Xinjiang officials use China’s anti-crime campaign to target those Uyghurs who are 'disloyal'

| @indiablooms | 09 Aug 2022, 12:48 pm

Xinjiang: A police officer has said authorities in the Chinese city of Xinjiang are using the government’s 100-day crackdown on criminals and fugitives to target Uyghurs deemed “religious extremists” and “two-faced".

The campaign was rolled out by Wang Xiaohong, a close ally of Chinese President Xi Jinping who was appointed public security minister on June 25, to eradicate criminal forces and shore up political security and social control across the country, reports Radio Free Asia (RFA).

Wang directed police to “diffuse all kinds of safety risks and resolutely safeguard social stability” in the run-up to the 20th National Congress of the Chinese Communist Party later this year when the party’s national policy goals for the next five years will be set and its top leadership elected.

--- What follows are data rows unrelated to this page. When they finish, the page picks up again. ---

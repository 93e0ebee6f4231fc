//! Payback period (simple and discounted).

use super::npv::{check_discount_base, powi_period};
use crate::types::AnalysisError;

/// Computes the number of periods until cumulative cash flow turns
/// non-negative.
///
/// Each period's flow is discounted first when `discounted` is `true`. At the
/// first period `i` whose cumulative total is `>= 0`, the crossing point is
/// linearly interpolated between the last negative total and that period:
/// `i - 1 + (-previous_total) / flow_i`. A series that is non-negative from
/// period 0 pays back at `0.0`.
///
/// # Returns
///
/// `Ok(None)` when the cumulative total never becomes non-negative.
///
/// # Errors
///
/// - `InvalidInput` if `cash_flows` is empty
/// - `InvalidInput` if `discounted` is `true` and `discount_rate` is `None`
/// - `Arithmetic` if discounting at a rate of -1
///
/// # Examples
///
/// ```
/// use stratsim_core::finance::payback_period;
///
/// let flows = [-1000.0, 500.0, 500.0, 500.0];
/// assert_eq!(payback_period(&flows, false, None).unwrap(), Some(2.0));
///
/// let flows = [-1000.0, 400.0, 400.0, 400.0];
/// assert_eq!(payback_period(&flows, false, None).unwrap(), Some(2.5));
/// ```
pub fn payback_period(
    cash_flows: &[f64],
    discounted: bool,
    discount_rate: Option<f64>,
) -> Result<Option<f64>, AnalysisError> {
    if cash_flows.is_empty() {
        return Err(AnalysisError::invalid("Cash flows cannot be empty"));
    }

    let rate = match (discounted, discount_rate) {
        (true, None) => {
            return Err(AnalysisError::invalid(
                "Discounted payback requires a discount rate",
            ))
        }
        (true, Some(rate)) => {
            check_discount_base(rate)?;
            Some(rate)
        }
        (false, _) => None,
    };

    let mut cumulative = 0.0;
    for (period, &cf) in cash_flows.iter().enumerate() {
        let flow = match rate {
            Some(r) => cf / powi_period(1.0 + r, period),
            None => cf,
        };
        let previous = cumulative;
        cumulative += flow;

        if cumulative >= 0.0 {
            if period == 0 {
                return Ok(Some(0.0));
            }
            // previous < 0 and cumulative >= 0, so flow > 0
            return Ok(Some((period - 1) as f64 + (-previous) / flow));
        }
    }

    Ok(None)
}

/// Discounted payback period at `discount_rate`.
///
/// Shorthand for `payback_period(cash_flows, true, Some(discount_rate))`.
pub fn discounted_payback_period(
    cash_flows: &[f64],
    discount_rate: f64,
) -> Result<Option<f64>, AnalysisError> {
    payback_period(cash_flows, true, Some(discount_rate))
}
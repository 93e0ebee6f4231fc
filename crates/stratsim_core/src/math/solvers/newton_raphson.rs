//! Newton-Raphson root-finding solver.

use super::SolverConfig;
use crate::types::SolverError;
use num_traits::Float;

/// Newton-Raphson root finder.
///
/// Uses Newton's method: `x_{n+1} = x_n - f(x_n) / f'(x_n)` for fast
/// quadratic convergence on smooth functions.
///
/// # Convergence
///
/// Newton-Raphson converges quadratically near a root. It may fail if:
/// - The derivative is near zero
/// - The initial guess is far from the root
/// - The function has poles (NPV has one at a rate of -1)
///
/// An optional lower bound keeps iterates away from such a pole.
///
/// # Example
///
/// ```
/// use stratsim_core::math::solvers::{NewtonRaphsonSolver, SolverConfig};
///
/// let solver = NewtonRaphsonSolver::new(SolverConfig::default());
///
/// let f = |x: f64| x * x - 2.0;
/// let f_prime = |x: f64| 2.0 * x;
///
/// let root = solver.find_root(f, f_prime, 1.0).unwrap();
/// assert!((root - std::f64::consts::SQRT_2).abs() < 1e-10);
/// ```
#[derive(Debug, Clone)]
pub struct NewtonRaphsonSolver<T: Float> {
    config: SolverConfig<T>,
    lower_bound: Option<T>,
}

impl<T: Float> NewtonRaphsonSolver<T> {
    /// Create a new Newton-Raphson solver with the given configuration.
    pub fn new(config: SolverConfig<T>) -> Self {
        Self {
            config,
            lower_bound: None,
        }
    }

    /// Create a solver with default configuration.
    pub fn with_defaults() -> Self {
        Self::new(SolverConfig::default())
    }

    /// Clamp every iterate to be no smaller than `bound`.
    ///
    /// # Example
    ///
    /// ```
    /// use stratsim_core::math::solvers::{NewtonRaphsonSolver, SolverConfig};
    ///
    /// let solver = NewtonRaphsonSolver::new(SolverConfig::default()).with_lower_bound(-0.99);
    /// assert_eq!(solver.lower_bound(), Some(-0.99));
    /// ```
    pub fn with_lower_bound(mut self, bound: T) -> Self {
        self.lower_bound = Some(bound);
        self
    }

    /// Find a root of `f` using explicit derivative `f_prime`.
    ///
    /// # Returns
    ///
    /// * `Ok(x)` - Root where `|f(x)| < tolerance`
    /// * `Err(SolverError::MaxIterationsExceeded)` - Failed to converge
    /// * `Err(SolverError::DerivativeNearZero)` - Derivative too small
    /// * `Err(SolverError::NumericalInstability)` - Iterate became non-finite
    pub fn find_root<F, G>(&self, f: F, f_prime: G, x0: T) -> Result<T, SolverError>
    where
        F: Fn(T) -> T,
        G: Fn(T) -> T,
    {
        let mut x = x0;
        let epsilon = T::from(1e-30).unwrap_or_else(T::min_positive_value);

        for iteration in 0..self.config.max_iterations {
            let f_val = f(x);

            if !f_val.is_finite() {
                return Err(SolverError::NumericalInstability(
                    "function evaluated to a non-finite value".to_string(),
                ));
            }

            if f_val.abs() < self.config.tolerance {
                tracing::trace!(iteration, "newton-raphson converged");
                return Ok(x);
            }

            let f_prime_val = f_prime(x);

            if f_prime_val.abs() < epsilon {
                return Err(SolverError::DerivativeNearZero {
                    x: x.to_f64().unwrap_or(f64::NAN),
                });
            }

            x = x - f_val / f_prime_val;

            if !x.is_finite() {
                return Err(SolverError::NumericalInstability(
                    "Newton iteration produced non-finite value".to_string(),
                ));
            }

            if let Some(bound) = self.lower_bound {
                if x < bound {
                    x = bound;
                }
            }
        }

        Err(SolverError::MaxIterationsExceeded {
            iterations: self.config.max_iterations,
        })
    }

    /// Returns a reference to the solver configuration.
    pub fn config(&self) -> &SolverConfig<T> {
        &self.config
    }

    /// Returns the lower bound applied to iterates, if any.
    pub fn lower_bound(&self) -> Option<T> {
        self.lower_bound
    }
}
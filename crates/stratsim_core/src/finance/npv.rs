//! Net present value and discounting primitives.

use crate::types::AnalysisError;

/// Computes the net present value of a cash-flow series.
///
/// `NPV = Σ cash_flows[t] / (1 + discount_rate)^t` for `t = 0..N-1`.
///
/// The rate is never clamped. Rates below -1 are computed as given (the
/// exponents are integers, so a negative base is well defined); only a rate
/// of exactly -1 fails, because every discount factor divides by zero.
///
/// # Errors
///
/// - `AnalysisError::InvalidInput` if `cash_flows` is empty
/// - `AnalysisError::Arithmetic` if `discount_rate == -1`
///
/// # Examples
///
/// ```
/// use stratsim_core::finance::npv;
///
/// assert_eq!(npv(&[-1000.0, 1000.0], 0.0).unwrap(), 0.0);
///
/// let value = npv(&[-100_000.0, 150_000.0], 0.10).unwrap();
/// assert!((value - 36_363.636).abs() < 1e-3);
/// ```
pub fn npv(cash_flows: &[f64], discount_rate: f64) -> Result<f64, AnalysisError> {
    if cash_flows.is_empty() {
        return Err(AnalysisError::invalid("Cash flows cannot be empty"));
    }
    check_discount_base(discount_rate)?;
    Ok(npv_unchecked(cash_flows, discount_rate))
}

/// Discount factor `1 / (1 + rate)^period`.
///
/// # Errors
///
/// Returns `AnalysisError::Arithmetic` if `rate == -1` and `period > 0`.
///
/// # Examples
///
/// ```
/// use stratsim_core::finance::discount_factor;
///
/// assert_eq!(discount_factor(0.25, 2).unwrap(), 0.64);
/// assert_eq!(discount_factor(-1.0, 0).unwrap(), 1.0);
/// ```
pub fn discount_factor(rate: f64, period: u32) -> Result<f64, AnalysisError> {
    if period == 0 {
        return Ok(1.0);
    }
    check_discount_base(rate)?;
    Ok(1.0 / powi_period(1.0 + rate, period as usize))
}

/// Present value of a single `amount` received at the end of `period`.
pub fn present_value(amount: f64, rate: f64, period: u32) -> Result<f64, AnalysisError> {
    Ok(amount * discount_factor(rate, period)?)
}

pub(crate) fn check_discount_base(rate: f64) -> Result<(), AnalysisError> {
    if 1.0 + rate == 0.0 {
        return Err(AnalysisError::Arithmetic(format!(
            "discount rate {} makes the discount base zero",
            rate
        )));
    }
    Ok(())
}

/// `base^period`, falling back to `powf` for periods beyond `i32` range.
#[inline]
pub(crate) fn powi_period(base: f64, period: usize) -> f64 {
    match i32::try_from(period) {
        Ok(p) => base.powi(p),
        Err(_) => base.powf(period as f64),
    }
}

/// NPV without input validation; callers guarantee a non-empty series and
/// a rate other than -1.
pub(crate) fn npv_unchecked(cash_flows: &[f64], rate: f64) -> f64 {
    let base = 1.0 + rate;
    cash_flows
        .iter()
        .enumerate()
        .map(|(t, cf)| cf / powi_period(base, t))
        .sum()
}

/// First derivative of NPV with respect to the rate:
/// `Σ -t · cf[t] / (1 + r)^(t + 1)`.
pub(crate) fn npv_derivative(cash_flows: &[f64], rate: f64) -> f64 {
    let base = 1.0 + rate;
    cash_flows
        .iter()
        .enumerate()
        .skip(1)
        .map(|(t, cf)| -(t as f64) * cf / powi_period(base, t + 1))
        .sum()
}

#[cfg(test)]
mod tests {
    use super::*;
    use approx::assert_relative_eq;

    #[test]
    fn test_npv_break_even_flow_at_zero_rate() {
        assert_eq!(npv(&[-1000.0, 1000.0], 0.0).unwrap(), 0.0);
    }

    #[test]
    fn test_npv_zero_rate_is_sum() {
        let flows = [-100_000.0, 30_000.0, 35_000.0, 40_000.0, 45_000.0];
        assert_relative_eq!(npv(&flows, 0.0).unwrap(), 50_000.0, epsilon = 1e-9);
    }

    #[test]
    fn test_npv_positive_investment() {
        let flows = [-100_000.0, 30_000.0, 35_000.0, 40_000.0, 45_000.0];
        assert!(npv(&flows, 0.10).unwrap() > 0.0);
    }

    #[test]
    fn test_npv_high_rate_negative() {
        let flows = [-100_000.0, 30_000.0, 35_000.0, 40_000.0, 45_000.0];
        assert!(npv(&flows, 0.50).unwrap() < 0.0);
    }

    #[test]
    fn test_npv_single_period() {
        let value = npv(&[-100_000.0, 150_000.0], 0.10).unwrap();
        assert_relative_eq!(value, -100_000.0 + 150_000.0 / 1.1, epsilon = 1e-9);
    }

    #[test]
    fn test_npv_negative_rate_computes() {
        let value = npv(&[-100.0, 100.0], -0.5).unwrap();
        assert_relative_eq!(value, 100.0, epsilon = 1e-12);
    }

    #[test]
    fn test_npv_rate_below_minus_one_computes() {
        // base = -1: -100 + 100 / -1 = -200
        let value = npv(&[-100.0, 100.0], -2.0).unwrap();
        assert_relative_eq!(value, -200.0, epsilon = 1e-12);
    }

    #[test]
    fn test_npv_empty_rejected() {
        let err = npv(&[], 0.1).unwrap_err();
        assert_eq!(
            err,
            AnalysisError::InvalidInput("Cash flows cannot be empty".to_string())
        );
    }

    #[test]
    fn test_npv_rate_minus_one_is_arithmetic_error() {
        assert!(matches!(
            npv(&[-100.0, 50.0], -1.0),
            Err(AnalysisError::Arithmetic(_))
        ));
    }

    #[test]
    fn test_npv_derivative_matches_finite_difference() {
        let flows = [-1000.0, 300.0, 400.0, 500.0, 600.0];
        let r = 0.12;
        let h = 1e-6;
        let fd = (npv_unchecked(&flows, r + h) - npv_unchecked(&flows, r - h)) / (2.0 * h);
        assert_relative_eq!(npv_derivative(&flows, r), fd, max_relative = 1e-6);
    }

    #[test]
    fn test_present_value() {
        assert_relative_eq!(present_value(121.0, 0.1, 2).unwrap(), 100.0, epsilon = 1e-12);
        assert!(present_value(1.0, -1.0, 1).is_err());
    }
}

At a July 15 promotional meeting for the “Hundred Days Action” across China, Chinese public security leaders said that 42,000 cases had been cracked and 72,000 criminal suspects had been arrested during the campaign, according to Chinese media reports.

RFA called Chinese police departments at various levels in the region to find out how the operation affected the predominantly Muslim Uyghurs in Xinjiang, who have borne the brunt of China’s oppressive policies for decades.

Tight-lipped authorities generally declined to discuss cases, but the public security sweep in Xinjiang targeted mainly Uyghurs deemed “religious extremists,” “separatists,” “terrorists” and “two-faced persons,” state media in Xinjiang said.

A police officer in Hotan (in Chinese, Hetian), a major oasis town in southwestern Xinjiang, confirmed the city’s police headquarters held meetings on “eliminating and fighting against evil forces” in recent months.

The anti-crime campaign elsewhere in China focused on crimes like theft, while in Xinjiang officers sought to catch allegedly disloyal Uyghurs, officials said.

Authorities focused on “operations against evil forces” in Hotan, the police officer said.

“’Evil forces’ refer to people who take criminals under their wings,” he told RFA.

“Here our main targets in eliminating evil forces are those people who took people who preached religion illegally under their wings, protecting them from being prosecuted. The people they took under their wings also include separatists, extremists and two-faced people,” he added.

“Pickpockets and thieves are in the periphery of our target in this operation,” he said. “The main targets are the ones I mentioned earlier.”